• [DATASET CONTENT]:
· · · ·

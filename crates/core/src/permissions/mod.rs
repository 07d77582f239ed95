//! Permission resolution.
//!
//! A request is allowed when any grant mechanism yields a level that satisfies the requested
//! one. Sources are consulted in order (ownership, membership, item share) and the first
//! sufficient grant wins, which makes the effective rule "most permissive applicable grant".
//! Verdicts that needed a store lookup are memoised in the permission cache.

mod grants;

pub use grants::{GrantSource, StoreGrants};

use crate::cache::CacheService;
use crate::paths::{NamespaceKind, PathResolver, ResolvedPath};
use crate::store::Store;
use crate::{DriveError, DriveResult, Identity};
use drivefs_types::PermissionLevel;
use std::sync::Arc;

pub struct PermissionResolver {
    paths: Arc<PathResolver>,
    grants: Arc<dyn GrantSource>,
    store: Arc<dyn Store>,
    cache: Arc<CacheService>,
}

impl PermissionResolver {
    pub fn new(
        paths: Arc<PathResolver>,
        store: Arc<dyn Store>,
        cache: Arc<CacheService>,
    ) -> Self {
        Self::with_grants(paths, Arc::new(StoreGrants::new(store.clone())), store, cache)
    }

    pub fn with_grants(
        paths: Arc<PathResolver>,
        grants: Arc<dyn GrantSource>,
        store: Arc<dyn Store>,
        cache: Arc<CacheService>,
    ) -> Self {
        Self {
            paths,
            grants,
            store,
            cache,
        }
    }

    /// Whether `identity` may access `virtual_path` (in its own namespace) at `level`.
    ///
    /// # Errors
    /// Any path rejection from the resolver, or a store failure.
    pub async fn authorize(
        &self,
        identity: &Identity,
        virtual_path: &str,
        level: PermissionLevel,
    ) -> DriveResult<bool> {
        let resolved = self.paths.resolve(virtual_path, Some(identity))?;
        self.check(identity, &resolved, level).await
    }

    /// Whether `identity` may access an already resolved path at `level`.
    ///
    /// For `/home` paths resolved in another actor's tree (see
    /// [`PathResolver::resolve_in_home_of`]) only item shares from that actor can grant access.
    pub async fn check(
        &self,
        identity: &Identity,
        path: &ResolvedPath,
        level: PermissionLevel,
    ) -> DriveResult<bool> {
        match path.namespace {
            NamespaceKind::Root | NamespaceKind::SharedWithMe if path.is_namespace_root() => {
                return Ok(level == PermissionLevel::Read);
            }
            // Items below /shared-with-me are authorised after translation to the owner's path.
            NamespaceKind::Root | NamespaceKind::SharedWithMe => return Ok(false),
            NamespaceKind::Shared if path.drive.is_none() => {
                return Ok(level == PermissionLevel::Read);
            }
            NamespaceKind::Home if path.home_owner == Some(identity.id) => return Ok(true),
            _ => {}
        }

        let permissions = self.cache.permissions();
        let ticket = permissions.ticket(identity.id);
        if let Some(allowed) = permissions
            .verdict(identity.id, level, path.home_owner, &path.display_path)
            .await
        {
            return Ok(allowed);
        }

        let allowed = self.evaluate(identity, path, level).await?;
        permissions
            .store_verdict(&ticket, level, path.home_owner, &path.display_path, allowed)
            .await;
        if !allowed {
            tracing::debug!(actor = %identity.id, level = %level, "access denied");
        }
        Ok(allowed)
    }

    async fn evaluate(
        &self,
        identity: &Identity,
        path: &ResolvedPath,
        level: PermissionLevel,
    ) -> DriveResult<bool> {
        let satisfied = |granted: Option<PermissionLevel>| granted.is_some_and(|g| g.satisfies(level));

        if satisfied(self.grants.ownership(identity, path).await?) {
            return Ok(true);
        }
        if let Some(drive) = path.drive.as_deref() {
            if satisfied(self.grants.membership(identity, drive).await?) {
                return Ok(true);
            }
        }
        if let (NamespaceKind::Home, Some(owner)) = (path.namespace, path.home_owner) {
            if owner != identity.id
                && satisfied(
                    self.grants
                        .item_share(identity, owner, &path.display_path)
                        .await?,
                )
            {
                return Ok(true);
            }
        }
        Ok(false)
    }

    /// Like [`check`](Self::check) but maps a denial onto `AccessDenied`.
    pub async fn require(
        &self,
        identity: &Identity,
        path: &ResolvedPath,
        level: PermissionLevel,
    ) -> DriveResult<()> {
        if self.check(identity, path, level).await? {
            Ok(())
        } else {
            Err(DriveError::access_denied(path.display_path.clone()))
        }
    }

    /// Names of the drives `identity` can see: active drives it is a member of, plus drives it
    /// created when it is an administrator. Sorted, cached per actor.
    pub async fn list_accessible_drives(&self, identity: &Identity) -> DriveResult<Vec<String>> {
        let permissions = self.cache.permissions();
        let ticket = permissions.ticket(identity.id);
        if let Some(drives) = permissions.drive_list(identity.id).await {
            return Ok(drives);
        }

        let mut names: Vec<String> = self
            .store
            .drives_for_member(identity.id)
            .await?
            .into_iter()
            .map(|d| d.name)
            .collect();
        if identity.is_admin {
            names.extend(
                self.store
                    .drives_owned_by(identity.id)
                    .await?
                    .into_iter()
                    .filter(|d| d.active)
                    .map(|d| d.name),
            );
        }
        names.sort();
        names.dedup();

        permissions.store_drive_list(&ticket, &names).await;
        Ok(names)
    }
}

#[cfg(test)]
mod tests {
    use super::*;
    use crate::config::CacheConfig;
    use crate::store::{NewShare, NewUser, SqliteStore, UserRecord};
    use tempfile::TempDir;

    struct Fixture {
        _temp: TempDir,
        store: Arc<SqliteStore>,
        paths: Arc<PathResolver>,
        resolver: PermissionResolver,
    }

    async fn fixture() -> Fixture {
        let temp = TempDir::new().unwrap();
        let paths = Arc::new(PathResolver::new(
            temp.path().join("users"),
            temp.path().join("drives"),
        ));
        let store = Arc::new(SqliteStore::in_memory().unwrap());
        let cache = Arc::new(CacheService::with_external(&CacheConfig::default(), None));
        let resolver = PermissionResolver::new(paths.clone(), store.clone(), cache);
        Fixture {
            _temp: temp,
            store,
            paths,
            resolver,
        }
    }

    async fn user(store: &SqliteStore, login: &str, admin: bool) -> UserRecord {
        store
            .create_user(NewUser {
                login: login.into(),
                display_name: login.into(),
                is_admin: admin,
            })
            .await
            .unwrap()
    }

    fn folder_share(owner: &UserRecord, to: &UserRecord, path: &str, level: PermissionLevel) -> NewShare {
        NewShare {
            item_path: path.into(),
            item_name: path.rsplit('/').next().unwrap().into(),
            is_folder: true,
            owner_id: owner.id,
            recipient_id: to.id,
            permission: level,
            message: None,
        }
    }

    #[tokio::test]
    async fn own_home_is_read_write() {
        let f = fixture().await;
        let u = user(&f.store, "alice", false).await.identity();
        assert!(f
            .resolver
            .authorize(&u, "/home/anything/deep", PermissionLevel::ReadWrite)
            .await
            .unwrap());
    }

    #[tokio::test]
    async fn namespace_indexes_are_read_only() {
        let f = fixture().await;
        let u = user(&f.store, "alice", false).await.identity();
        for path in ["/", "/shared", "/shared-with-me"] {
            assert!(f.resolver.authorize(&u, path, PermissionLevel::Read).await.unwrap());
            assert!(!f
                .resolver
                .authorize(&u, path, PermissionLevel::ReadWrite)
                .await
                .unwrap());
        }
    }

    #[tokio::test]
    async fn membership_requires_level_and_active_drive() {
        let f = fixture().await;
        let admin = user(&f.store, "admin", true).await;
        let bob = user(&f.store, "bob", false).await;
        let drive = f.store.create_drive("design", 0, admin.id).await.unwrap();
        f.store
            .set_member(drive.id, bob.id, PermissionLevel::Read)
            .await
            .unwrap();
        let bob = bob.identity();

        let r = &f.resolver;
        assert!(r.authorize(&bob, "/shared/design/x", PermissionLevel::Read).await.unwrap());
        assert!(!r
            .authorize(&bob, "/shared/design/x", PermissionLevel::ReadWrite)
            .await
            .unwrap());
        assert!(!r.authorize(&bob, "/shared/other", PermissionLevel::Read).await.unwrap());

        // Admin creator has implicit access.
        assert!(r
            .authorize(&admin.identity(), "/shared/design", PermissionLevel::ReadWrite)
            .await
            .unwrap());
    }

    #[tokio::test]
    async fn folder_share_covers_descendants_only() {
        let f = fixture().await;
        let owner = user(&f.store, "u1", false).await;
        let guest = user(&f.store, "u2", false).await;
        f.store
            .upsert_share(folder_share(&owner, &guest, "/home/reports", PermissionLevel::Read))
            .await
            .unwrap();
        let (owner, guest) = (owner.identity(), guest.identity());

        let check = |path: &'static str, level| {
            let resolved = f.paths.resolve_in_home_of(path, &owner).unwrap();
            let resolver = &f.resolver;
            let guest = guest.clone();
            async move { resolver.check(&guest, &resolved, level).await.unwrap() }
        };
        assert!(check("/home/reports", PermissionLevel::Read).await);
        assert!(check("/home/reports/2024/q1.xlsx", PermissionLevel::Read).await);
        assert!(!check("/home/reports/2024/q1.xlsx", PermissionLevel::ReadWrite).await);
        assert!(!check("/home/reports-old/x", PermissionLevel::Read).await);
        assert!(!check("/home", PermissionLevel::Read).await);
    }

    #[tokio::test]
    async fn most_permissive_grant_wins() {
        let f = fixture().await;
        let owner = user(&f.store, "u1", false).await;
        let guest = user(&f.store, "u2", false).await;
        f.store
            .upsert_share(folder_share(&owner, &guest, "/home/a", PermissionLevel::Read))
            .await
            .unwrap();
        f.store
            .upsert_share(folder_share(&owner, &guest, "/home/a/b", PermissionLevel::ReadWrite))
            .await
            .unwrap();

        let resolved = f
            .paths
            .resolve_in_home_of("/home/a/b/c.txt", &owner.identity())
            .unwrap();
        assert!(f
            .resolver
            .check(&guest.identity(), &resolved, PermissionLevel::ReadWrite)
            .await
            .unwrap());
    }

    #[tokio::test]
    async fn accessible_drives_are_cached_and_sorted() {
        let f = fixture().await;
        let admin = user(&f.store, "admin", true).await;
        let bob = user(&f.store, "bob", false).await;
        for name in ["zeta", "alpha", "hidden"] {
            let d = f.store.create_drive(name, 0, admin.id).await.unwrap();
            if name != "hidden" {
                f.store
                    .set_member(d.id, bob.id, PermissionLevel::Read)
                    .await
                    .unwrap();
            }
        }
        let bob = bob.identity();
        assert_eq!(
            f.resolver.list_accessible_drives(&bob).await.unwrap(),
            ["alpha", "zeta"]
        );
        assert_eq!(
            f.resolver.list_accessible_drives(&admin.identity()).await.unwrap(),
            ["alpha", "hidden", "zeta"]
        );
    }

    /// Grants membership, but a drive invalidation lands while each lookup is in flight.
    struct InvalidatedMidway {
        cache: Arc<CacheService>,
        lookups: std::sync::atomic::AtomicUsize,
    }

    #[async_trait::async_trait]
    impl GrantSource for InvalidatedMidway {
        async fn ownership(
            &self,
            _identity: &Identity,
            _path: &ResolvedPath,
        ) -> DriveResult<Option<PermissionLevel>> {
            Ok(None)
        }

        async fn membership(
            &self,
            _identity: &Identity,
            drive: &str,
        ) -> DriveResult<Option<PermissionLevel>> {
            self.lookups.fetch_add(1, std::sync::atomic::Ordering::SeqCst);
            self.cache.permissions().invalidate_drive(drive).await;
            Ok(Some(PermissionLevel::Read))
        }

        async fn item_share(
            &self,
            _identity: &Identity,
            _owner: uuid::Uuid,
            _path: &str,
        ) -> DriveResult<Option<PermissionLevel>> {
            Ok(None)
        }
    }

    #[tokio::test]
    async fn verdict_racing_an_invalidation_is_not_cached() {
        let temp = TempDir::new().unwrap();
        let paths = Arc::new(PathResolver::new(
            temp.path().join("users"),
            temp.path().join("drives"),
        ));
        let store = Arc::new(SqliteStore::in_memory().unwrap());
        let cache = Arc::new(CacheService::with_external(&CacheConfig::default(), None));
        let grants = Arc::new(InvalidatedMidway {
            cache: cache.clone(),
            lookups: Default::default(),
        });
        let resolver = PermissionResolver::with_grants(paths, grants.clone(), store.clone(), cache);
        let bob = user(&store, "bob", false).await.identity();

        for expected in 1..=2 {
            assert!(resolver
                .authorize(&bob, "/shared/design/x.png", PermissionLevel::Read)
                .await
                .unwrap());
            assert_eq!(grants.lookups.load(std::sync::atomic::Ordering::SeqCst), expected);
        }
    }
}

· · · ·

• [WHAT IS BEING ASKED]:
Lines containing the word "NamespaceKind" must all be returned from the material above.

• [OUTPUT FOR THIS EXERCISE]:
use crate::paths::{NamespaceKind, PathResolver, ResolvedPath};
            NamespaceKind::Root | NamespaceKind::SharedWithMe if path.is_namespace_root() => {
            NamespaceKind::Root | NamespaceKind::SharedWithMe => return Ok(false),
            NamespaceKind::Shared if path.drive.is_none() => {
            NamespaceKind::Home if path.home_owner == Some(identity.id) => return Ok(true),
        if let (NamespaceKind::Home, Some(owner)) = (path.namespace, path.home_owner) {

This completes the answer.